Now he's been on a quest to become the most consistent version of himself. The ability to stay engaged in the game by playing in all facets of the game has helped.

"We've gotten more from him this season of that than previous, it's obviously been huge for us," Keefe said of Nylander. "He's gotten into the game in more ways than just offense and with greater consistency. I think it could continue to get better in the second half."

It's been beaten to death about how this season is a make-or-break year for the core for the Maple Leafs. Management bet high on Auston Matthews, Mitch Marner, Tavares and Nylander sticking together. There is an added pressure to see all four of those players take a jump in their game from year-to-year. 

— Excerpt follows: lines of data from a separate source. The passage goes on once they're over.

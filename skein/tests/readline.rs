//! S5: `readline` splits a stream of CRLF-delimited lines without
//! losing bytes across partial reads, leaving over-read bytes for the
//! next call.

use bytes::Bytes;
use skein::{connect, null, server, Connection, Result};

#[test]
fn readline_splits_an_http_style_request_without_losing_bytes() {
    let port = portpicker::pick_unused_port().expect("no free port");

    let result = skein::run(async move {
        skein::spawn(server("127.0.0.1", port, |conn: Connection| async move {
            // Feed the whole request in one shot; the reader below
            // still has to split it into three lines via `readline`.
            conn.sendall(Bytes::from_static(
                b"GET / HTTP/1.1\r\nHost: x\r\n\r\n",
            ))
            .await?;
            Ok(())
        }))
        .await?;

        null().await?;
        let conn = connect("127.0.0.1", port).await?;

        let first = conn.readline(b"\r\n").await?;
        let second = conn.readline(b"\r\n").await?;
        let third = conn.readline(b"\r\n").await?;

        assert_eq!(&first[..], b"GET / HTTP/1.1\r\n");
        assert_eq!(&second[..], b"Host: x\r\n");
        assert_eq!(&third[..], b"\r\n");

        conn.close();
        Ok(())
    });

    assert!(result.is_ok(), "run() failed: {result:?}");
}
//! Development helper: initialize a `tracing` subscriber when `RUST_LOG`
//! is set.
//!
//! Examples and tests call [`init_tracing`] to see the scheduler's
//! `trace!`/`debug!`/`warn!` instrumentation. This is a no-op when
//! `RUST_LOG` is unset or a global subscriber is already installed;
//! library code never forces one on its caller.
pub fn init_tracing() {
    use std::env;

    if env::var("RUST_LOG").is_ok() {
        let _ = tracing_subscriber::fmt()
            .with_env_filter(tracing_subscriber::EnvFilter::from_default_env())
            .try_init();
    }
}
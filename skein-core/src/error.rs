//! Error types for the scheduler.
//!
//! Mirrors the shape of a typical ambient error enum: one variant per
//! failure domain, `#[from] io::Error` for the common case, and a
//! variant that lets a fiber's failure carry through to whoever is
//! watching it.

use std::rc::Rc;

/// Errors produced by the scheduler, its socket wrappers, or by fiber
/// bodies that propagate an I/O failure with `?`.
#[derive(Debug, thiserror::Error, Clone)]
pub enum SchedulerError {
    /// A syscall failed. Most I/O-shaped operations (`recv`, `send`,
    /// `accept`, `connect`, `bind`) funnel their failures through here.
    #[error("I/O error: {0}")]
    Io(Rc<std::io::Error>),

    /// Wraps a fiber's terminal failure so it can be re-delivered to a
    /// delegator, a joiner, or the root fiber without needing the
    /// original error to be `Clone` on its own.
    #[error("fiber failed: {0}")]
    FiberFailure(Rc<SchedulerError>),

    /// The fiber was killed and did not (or could not) swallow the
    /// cancellation signal.
    #[error("fiber was killed")]
    Cancelled,

    /// The scheduler's readiness wait was interrupted by a signal.
    #[error("readiness wait interrupted")]
    Interrupted,
}

impl From<std::io::Error> for SchedulerError {
    fn from(e: std::io::Error) -> Self {
        SchedulerError::Io(Rc::new(e))
    }
}

impl SchedulerError {
    /// Wrap `self` for delivery to a second or third observer (a
    /// delegator, a set of joiners, and the root can all end up
    /// wanting the same failure).
    pub fn into_shared(self) -> Rc<SchedulerError> {
        Rc::new(self)
    }

    /// Walks through any `FiberFailure` wrapping down to the error that
    /// actually caused the failure. Used to check that a root failure
    /// is re-raised with the same kind and message it originally had.
    pub fn root_cause(&self) -> &SchedulerError {
        match self {
            SchedulerError::FiberFailure(inner) => inner.root_cause(),
            other => other,
        }
    }

    /// True for failures that are expected outcomes of an explicit
    /// `kill`, as opposed to a fiber body actually failing.
    pub fn is_cancellation(&self) -> bool {
        matches!(self, SchedulerError::Cancelled)
    }
}

/// Convenience alias used throughout the crate.
pub type Result<T> = std::result::Result<T, SchedulerError>;

#[cfg(test)]
mod tests {
    use super::*;

    fn io_error(msg: &str) -> SchedulerError {
        SchedulerError::from(std::io::Error::new(std::io::ErrorKind::Other, msg))
    }

    #[test]
    fn root_cause_unwraps_nested_fiber_failures() {
        let innermost = io_error("disk on fire");
        let wrapped = SchedulerError::FiberFailure(innermost.clone().into_shared());
        let double_wrapped = SchedulerError::FiberFailure(wrapped.into_shared());
        assert_eq!(double_wrapped.root_cause().to_string(), innermost.to_string());
    }

    #[test]
    fn only_cancelled_counts_as_a_cancellation() {
        assert!(SchedulerError::Cancelled.is_cancellation());
        assert!(!io_error("nope").is_cancellation());
        assert!(!SchedulerError::Interrupted.is_cancellation());
    }

    #[test]
    fn io_error_preserves_its_message() {
        let err = io_error("boom");
        assert_eq!(err.to_string(), "I/O error: boom");
    }
}
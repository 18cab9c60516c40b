//! S4: a child that raises after a `null()` is seen by a delegating
//! parent at the `delegate` yield point; the same failure from a
//! *spawned* (non-delegated), unhandled child instead surfaces through
//! `run` at the root.

use skein::{delegate, null, spawn, Result, SchedulerError};

fn boom() -> SchedulerError {
    SchedulerError::from(std::io::Error::new(std::io::ErrorKind::Other, "x"))
}

async fn failing_child() -> Result<()> {
    null().await?;
    Err(boom())
}

#[test]
fn a_delegating_parent_sees_the_childs_failure_at_the_yield_point() {
    let result = skein::run(async move {
        match delegate::<(), _>(failing_child()).await {
            Ok(_) => panic!("failing_child always fails"),
            Err(e) => {
                assert_eq!(e.root_cause().to_string(), "I/O error: x");
                Ok(())
            }
        }
    });

    assert!(result.is_ok(), "run() failed: {result:?}");
}

#[test]
fn an_unhandled_spawned_childs_failure_propagates_out_of_run() {
    let result = skein::run(async move {
        spawn(failing_child()).await?;
        // Give the spawned child a chance to run and fail before the
        // root itself would otherwise terminate successfully.
        skein::sleep(std::time::Duration::from_millis(20)).await?;
        Ok(())
    });

    match result {
        Err(SchedulerError::FiberFailure(inner)) => {
            assert_eq!(inner.root_cause().to_string(), "I/O error: x");
        }
        other => panic!("expected run() to propagate the spawned failure, got {other:?}"),
    }
}
//! Starts an echo server, connects a single client fiber to it, and
//! kills the server once the round trip is done.
//!
//! Run with `RUST_LOG=debug cargo run --example echo_server` to see the
//! scheduler's turn-by-turn tracing.

use bytes::Bytes;
use skein::{connect, kill, null, server, spawn, Connection, Result};

async fn echoer(conn: Connection) -> Result<()> {
    loop {
        let data = conn.recv(1024).await?;
        if data.is_empty() {
            return Ok(());
        }
        conn.sendall(data).await?;
    }
}

async fn client(port: u16) -> Result<()> {
    // Give the server a turn to reach its `accept()` suspension point
    // before we dial.
    null().await?;
    let conn = connect("127.0.0.1", port).await?;
    conn.sendall(Bytes::from_static(b"hello\n")).await?;
    let reply = conn.recv(1024).await?;
    assert_eq!(&reply[..], b"hello\n");
    println!("echo server returned: {:?}", String::from_utf8_lossy(&reply));
    conn.close();
    Ok(())
}

fn main() -> Result<()> {
    skein::dev_tracing::init_tracing();
    let port = portpicker::pick_unused_port().expect("no free port");

    skein::run(async move {
        let server_fiber = spawn(server(
            "127.0.0.1",
            port,
            |conn| async move { echoer(conn).await },
        ))
        .await?;

        client(port).await?;
        kill(server_fiber).await?;
        Ok(())
    })
}
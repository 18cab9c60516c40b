//! Walks through the difference between `delegate` (the caller is
//! resumed with the child's terminal value) and `spawn` (fire-and-forget;
//! an unhandled failure surfaces at the root instead of at the spawner).

use skein::{delegate, end, null, Result, SchedulerError};

async fn worker() -> Result<()> {
    null().await?;
    null().await?;
    end(42i64).await
}

async fn failing_worker() -> Result<()> {
    null().await?;
    Err(SchedulerError::from(std::io::Error::new(
        std::io::ErrorKind::Other,
        "x",
    )))
}

fn main() -> Result<()> {
    skein::dev_tracing::init_tracing();

    skein::run(async move {
        let answer = delegate::<i64, _>(worker()).await?;
        println!("delegated worker returned {answer}");
        assert_eq!(*answer, 42);

        match delegate::<(), _>(failing_worker()).await {
            Ok(_) => unreachable!("failing_worker always fails"),
            Err(e) => println!("caught delegated failure: {e}"),
        }
        Ok(())
    })
}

For now, Nylander has answered the bell and should keep those who weigh heavily on the eye test pleased.

Of course, staying consistent over an 82-game season is where this will be tested. But as of right now, Nylander appears on his way to becoming the all-round player that both he and the team need him to be.

"Trying to get the consistency up has been a big factor for me this  year," Nylander said. "I want to keep building off that."